Working from the top of the records below, reproduce each line exactly, ending once you have written the line containing "pub fn release(&self, pid: Pid)".

----------

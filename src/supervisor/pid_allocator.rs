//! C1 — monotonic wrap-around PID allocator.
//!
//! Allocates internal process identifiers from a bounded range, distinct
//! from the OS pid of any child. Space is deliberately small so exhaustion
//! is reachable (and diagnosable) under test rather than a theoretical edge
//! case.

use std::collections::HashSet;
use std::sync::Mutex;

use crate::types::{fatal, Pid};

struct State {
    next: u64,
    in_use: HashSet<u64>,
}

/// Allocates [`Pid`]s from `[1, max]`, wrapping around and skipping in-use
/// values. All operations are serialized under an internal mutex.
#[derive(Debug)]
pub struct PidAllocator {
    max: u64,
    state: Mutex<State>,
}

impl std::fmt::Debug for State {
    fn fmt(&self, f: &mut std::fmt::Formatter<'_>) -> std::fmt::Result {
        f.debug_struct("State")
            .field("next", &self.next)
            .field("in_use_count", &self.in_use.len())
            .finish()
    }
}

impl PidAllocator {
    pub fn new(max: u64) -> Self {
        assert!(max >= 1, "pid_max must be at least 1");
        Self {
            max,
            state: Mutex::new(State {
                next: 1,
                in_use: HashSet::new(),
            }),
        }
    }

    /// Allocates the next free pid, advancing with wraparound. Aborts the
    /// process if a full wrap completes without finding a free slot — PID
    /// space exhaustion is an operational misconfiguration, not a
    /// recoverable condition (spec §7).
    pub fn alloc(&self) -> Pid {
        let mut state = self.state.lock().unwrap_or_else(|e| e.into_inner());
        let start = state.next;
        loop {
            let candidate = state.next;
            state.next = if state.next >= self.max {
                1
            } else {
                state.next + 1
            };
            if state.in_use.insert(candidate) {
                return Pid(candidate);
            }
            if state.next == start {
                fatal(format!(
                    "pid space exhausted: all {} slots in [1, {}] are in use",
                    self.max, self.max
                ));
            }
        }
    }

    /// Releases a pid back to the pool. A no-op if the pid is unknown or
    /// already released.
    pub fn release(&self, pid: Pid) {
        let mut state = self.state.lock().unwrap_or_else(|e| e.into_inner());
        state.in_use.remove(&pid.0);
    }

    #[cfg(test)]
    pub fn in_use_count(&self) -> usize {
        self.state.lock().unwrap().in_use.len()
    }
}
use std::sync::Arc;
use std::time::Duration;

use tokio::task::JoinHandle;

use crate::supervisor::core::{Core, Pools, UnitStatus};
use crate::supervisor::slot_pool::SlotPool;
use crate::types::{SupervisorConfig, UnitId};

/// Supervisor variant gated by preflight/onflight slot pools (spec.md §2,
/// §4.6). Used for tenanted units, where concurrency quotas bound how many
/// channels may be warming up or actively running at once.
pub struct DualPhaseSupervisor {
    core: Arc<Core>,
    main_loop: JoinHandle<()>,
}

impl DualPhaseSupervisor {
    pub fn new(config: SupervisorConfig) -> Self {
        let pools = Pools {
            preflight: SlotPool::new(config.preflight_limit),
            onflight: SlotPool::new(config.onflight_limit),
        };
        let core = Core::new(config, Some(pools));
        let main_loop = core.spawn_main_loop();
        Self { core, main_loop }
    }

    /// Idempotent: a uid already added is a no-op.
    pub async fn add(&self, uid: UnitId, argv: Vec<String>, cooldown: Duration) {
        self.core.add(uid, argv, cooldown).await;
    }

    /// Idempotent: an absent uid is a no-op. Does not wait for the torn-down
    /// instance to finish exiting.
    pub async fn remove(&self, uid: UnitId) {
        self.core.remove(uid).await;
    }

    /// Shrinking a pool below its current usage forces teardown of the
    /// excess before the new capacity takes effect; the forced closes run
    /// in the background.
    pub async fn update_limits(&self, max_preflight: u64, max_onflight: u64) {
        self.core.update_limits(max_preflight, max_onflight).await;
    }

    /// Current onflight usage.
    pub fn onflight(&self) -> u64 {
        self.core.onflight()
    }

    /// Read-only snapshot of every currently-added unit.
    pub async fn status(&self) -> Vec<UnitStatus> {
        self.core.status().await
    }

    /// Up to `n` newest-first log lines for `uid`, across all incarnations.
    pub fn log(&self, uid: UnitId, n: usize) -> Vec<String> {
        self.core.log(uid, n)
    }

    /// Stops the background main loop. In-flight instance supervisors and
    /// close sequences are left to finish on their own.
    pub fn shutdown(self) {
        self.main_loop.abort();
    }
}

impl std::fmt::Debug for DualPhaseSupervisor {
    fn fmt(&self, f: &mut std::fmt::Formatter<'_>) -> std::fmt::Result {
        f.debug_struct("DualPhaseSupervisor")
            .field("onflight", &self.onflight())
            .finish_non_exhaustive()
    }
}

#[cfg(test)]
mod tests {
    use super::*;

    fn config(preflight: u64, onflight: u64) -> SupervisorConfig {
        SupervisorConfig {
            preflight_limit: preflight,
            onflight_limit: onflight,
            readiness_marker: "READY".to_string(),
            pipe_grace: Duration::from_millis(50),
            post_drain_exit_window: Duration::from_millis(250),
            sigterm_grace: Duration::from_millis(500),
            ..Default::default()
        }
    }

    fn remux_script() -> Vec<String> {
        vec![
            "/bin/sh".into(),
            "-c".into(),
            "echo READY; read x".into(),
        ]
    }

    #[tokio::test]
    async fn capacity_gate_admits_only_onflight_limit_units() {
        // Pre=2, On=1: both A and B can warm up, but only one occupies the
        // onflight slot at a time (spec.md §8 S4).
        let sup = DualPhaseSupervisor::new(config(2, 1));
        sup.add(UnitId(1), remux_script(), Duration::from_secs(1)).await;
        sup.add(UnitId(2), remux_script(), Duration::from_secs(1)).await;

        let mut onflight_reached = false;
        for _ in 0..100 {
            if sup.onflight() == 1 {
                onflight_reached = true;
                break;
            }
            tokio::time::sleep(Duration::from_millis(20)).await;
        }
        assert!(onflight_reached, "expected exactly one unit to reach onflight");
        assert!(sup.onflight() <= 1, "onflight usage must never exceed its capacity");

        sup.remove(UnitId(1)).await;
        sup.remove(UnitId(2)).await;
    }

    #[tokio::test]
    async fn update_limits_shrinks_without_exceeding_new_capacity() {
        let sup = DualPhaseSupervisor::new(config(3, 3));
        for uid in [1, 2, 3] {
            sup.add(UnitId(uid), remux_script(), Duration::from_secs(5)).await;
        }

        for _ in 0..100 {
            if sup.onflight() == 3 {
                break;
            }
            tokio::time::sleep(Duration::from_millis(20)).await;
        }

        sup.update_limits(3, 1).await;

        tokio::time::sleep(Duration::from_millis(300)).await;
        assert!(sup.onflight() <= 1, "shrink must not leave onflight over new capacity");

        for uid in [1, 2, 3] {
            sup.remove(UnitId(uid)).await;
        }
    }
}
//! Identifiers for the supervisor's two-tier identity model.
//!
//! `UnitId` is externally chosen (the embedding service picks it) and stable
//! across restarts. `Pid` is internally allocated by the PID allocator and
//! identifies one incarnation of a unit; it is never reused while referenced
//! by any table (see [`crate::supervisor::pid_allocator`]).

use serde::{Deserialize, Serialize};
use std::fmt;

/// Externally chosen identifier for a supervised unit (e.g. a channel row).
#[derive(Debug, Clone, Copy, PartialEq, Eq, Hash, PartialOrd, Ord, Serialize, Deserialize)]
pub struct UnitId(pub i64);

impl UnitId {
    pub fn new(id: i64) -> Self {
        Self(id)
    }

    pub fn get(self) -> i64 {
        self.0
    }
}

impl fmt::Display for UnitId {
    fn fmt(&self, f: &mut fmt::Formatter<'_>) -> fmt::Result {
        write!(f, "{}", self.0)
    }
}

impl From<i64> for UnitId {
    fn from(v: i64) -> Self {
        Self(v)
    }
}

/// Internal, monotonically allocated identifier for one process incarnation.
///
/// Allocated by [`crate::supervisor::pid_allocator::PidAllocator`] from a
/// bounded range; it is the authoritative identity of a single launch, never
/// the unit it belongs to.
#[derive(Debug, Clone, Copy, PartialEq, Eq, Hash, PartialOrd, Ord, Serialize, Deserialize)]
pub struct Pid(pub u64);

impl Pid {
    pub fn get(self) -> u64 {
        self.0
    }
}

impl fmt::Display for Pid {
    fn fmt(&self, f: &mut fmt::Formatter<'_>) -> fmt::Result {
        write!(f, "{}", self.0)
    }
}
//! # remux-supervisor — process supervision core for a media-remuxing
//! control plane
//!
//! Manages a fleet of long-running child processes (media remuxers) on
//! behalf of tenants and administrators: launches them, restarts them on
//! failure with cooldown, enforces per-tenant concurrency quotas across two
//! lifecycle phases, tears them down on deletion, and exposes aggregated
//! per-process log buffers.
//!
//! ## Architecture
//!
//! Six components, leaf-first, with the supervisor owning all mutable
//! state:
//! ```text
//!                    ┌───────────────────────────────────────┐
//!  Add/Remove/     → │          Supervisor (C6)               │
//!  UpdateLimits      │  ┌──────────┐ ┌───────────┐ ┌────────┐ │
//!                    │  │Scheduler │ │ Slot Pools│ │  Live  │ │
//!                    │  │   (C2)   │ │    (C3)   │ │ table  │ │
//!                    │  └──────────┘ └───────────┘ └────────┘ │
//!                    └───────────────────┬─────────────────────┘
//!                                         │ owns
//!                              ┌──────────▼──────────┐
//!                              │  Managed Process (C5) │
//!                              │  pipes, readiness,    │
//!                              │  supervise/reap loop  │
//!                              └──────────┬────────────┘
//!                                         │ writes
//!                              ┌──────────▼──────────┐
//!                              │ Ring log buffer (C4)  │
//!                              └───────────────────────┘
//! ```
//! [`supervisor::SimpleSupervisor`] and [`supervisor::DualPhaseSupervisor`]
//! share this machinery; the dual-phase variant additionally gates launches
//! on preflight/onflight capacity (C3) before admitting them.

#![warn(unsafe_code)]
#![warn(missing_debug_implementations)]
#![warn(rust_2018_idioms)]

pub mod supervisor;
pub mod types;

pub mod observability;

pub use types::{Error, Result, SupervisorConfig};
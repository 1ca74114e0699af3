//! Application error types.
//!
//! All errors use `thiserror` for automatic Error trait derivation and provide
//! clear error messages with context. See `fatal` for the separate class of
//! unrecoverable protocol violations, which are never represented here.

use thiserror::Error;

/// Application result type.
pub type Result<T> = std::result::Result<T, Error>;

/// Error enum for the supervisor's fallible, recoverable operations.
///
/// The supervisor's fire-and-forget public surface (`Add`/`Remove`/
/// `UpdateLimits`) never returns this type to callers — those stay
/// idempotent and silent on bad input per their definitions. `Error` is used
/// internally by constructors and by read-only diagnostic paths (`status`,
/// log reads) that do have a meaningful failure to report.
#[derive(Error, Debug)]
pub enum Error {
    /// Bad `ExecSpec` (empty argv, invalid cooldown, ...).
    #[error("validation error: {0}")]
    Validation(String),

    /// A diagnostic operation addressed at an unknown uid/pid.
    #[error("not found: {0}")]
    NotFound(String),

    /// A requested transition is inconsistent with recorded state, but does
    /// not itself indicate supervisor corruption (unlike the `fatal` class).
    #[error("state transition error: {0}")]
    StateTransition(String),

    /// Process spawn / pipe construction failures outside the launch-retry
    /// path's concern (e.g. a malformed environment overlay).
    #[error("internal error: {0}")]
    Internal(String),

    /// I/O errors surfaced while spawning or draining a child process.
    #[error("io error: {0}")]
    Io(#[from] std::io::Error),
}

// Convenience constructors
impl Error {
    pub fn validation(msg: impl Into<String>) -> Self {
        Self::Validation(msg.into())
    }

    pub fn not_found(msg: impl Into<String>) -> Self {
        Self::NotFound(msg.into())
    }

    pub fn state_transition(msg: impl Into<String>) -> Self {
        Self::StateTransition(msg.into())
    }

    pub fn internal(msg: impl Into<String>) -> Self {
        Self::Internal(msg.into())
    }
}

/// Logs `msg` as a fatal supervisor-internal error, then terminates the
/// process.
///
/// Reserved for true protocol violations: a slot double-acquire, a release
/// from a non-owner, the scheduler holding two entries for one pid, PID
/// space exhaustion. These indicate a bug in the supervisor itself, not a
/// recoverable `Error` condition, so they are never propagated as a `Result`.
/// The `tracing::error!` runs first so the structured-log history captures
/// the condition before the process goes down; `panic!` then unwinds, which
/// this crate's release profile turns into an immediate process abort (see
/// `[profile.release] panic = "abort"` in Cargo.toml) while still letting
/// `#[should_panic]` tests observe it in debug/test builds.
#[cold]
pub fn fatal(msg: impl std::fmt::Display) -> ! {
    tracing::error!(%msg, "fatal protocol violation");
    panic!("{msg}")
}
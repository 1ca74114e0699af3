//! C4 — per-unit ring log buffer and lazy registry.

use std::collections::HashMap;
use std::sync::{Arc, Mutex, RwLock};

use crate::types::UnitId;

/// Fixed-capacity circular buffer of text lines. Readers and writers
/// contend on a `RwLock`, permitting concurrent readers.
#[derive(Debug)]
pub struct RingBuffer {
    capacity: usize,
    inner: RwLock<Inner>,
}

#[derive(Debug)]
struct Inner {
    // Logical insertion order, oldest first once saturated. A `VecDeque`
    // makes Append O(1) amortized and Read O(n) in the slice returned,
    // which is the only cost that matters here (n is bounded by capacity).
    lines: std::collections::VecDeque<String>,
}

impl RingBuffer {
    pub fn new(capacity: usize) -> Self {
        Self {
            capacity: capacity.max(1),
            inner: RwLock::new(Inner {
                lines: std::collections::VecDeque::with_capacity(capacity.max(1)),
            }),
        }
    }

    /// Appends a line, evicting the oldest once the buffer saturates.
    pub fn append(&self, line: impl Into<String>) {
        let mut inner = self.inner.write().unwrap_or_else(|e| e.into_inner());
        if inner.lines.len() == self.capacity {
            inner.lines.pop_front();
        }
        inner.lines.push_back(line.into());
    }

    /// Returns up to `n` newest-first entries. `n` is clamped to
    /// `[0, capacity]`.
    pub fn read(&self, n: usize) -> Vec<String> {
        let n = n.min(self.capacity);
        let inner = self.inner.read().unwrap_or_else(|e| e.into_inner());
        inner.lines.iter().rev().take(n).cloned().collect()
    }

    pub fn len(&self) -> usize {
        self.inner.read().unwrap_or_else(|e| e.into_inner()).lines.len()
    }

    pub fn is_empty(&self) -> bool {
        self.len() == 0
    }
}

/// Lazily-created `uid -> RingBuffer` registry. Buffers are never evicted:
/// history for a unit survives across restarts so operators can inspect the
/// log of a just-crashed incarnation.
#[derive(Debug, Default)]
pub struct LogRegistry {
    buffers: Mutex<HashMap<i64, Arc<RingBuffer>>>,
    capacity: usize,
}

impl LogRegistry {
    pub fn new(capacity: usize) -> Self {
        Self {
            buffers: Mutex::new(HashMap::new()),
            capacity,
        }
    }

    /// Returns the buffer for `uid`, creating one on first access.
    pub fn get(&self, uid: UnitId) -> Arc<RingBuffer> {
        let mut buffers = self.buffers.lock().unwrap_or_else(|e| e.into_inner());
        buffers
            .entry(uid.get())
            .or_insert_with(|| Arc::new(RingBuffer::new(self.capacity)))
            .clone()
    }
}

----------

▶ Problem solution
filename src/supervisor/pid_allocator.rs
//! C1 — monotonic wrap-around PID allocator.
//!
//! Allocates internal process identifiers from a bounded range, distinct
//! from the OS pid of any child. Space is deliberately small so exhaustion
//! is reachable (and diagnosable) under test rather than a theoretical edge
//! case.

use std::collections::HashSet;
use std::sync::Mutex;

use crate::types::{fatal, Pid};

struct State {
    next: u64,
    in_use: HashSet<u64>,
}

/// Allocates [`Pid`]s from `[1, max]`, wrapping around and skipping in-use
/// values. All operations are serialized under an internal mutex.
#[derive(Debug)]
pub struct PidAllocator {
    max: u64,
    state: Mutex<State>,
}

impl std::fmt::Debug for State {
    fn fmt(&self, f: &mut std::fmt::Formatter<'_>) -> std::fmt::Result {
        f.debug_struct("State")
            .field("next", &self.next)
            .field("in_use_count", &self.in_use.len())
            .finish()
    }
}

impl PidAllocator {
    pub fn new(max: u64) -> Self {
        assert!(max >= 1, "pid_max must be at least 1");
        Self {
            max,
            state: Mutex::new(State {
                next: 1,
                in_use: HashSet::new(),
            }),
        }
    }

    /// Allocates the next free pid, advancing with wraparound. Aborts the
    /// process if a full wrap completes without finding a free slot — PID
    /// space exhaustion is an operational misconfiguration, not a
    /// recoverable condition (spec §7).
    pub fn alloc(&self) -> Pid {
        let mut state = self.state.lock().unwrap_or_else(|e| e.into_inner());
        let start = state.next;
        loop {
            let candidate = state.next;
            state.next = if state.next >= self.max {
                1
            } else {
                state.next + 1
            };
            if state.in_use.insert(candidate) {
                return Pid(candidate);
            }
            if state.next == start {
                fatal(format!(
                    "pid space exhausted: all {} slots in [1, {}] are in use",
                    self.max, self.max
                ));
            }
        }
    }

    /// Releases a pid back to the pool. A no-op if the pid is unknown or
    /// already released.
    pub fn release(&self, pid: Pid) {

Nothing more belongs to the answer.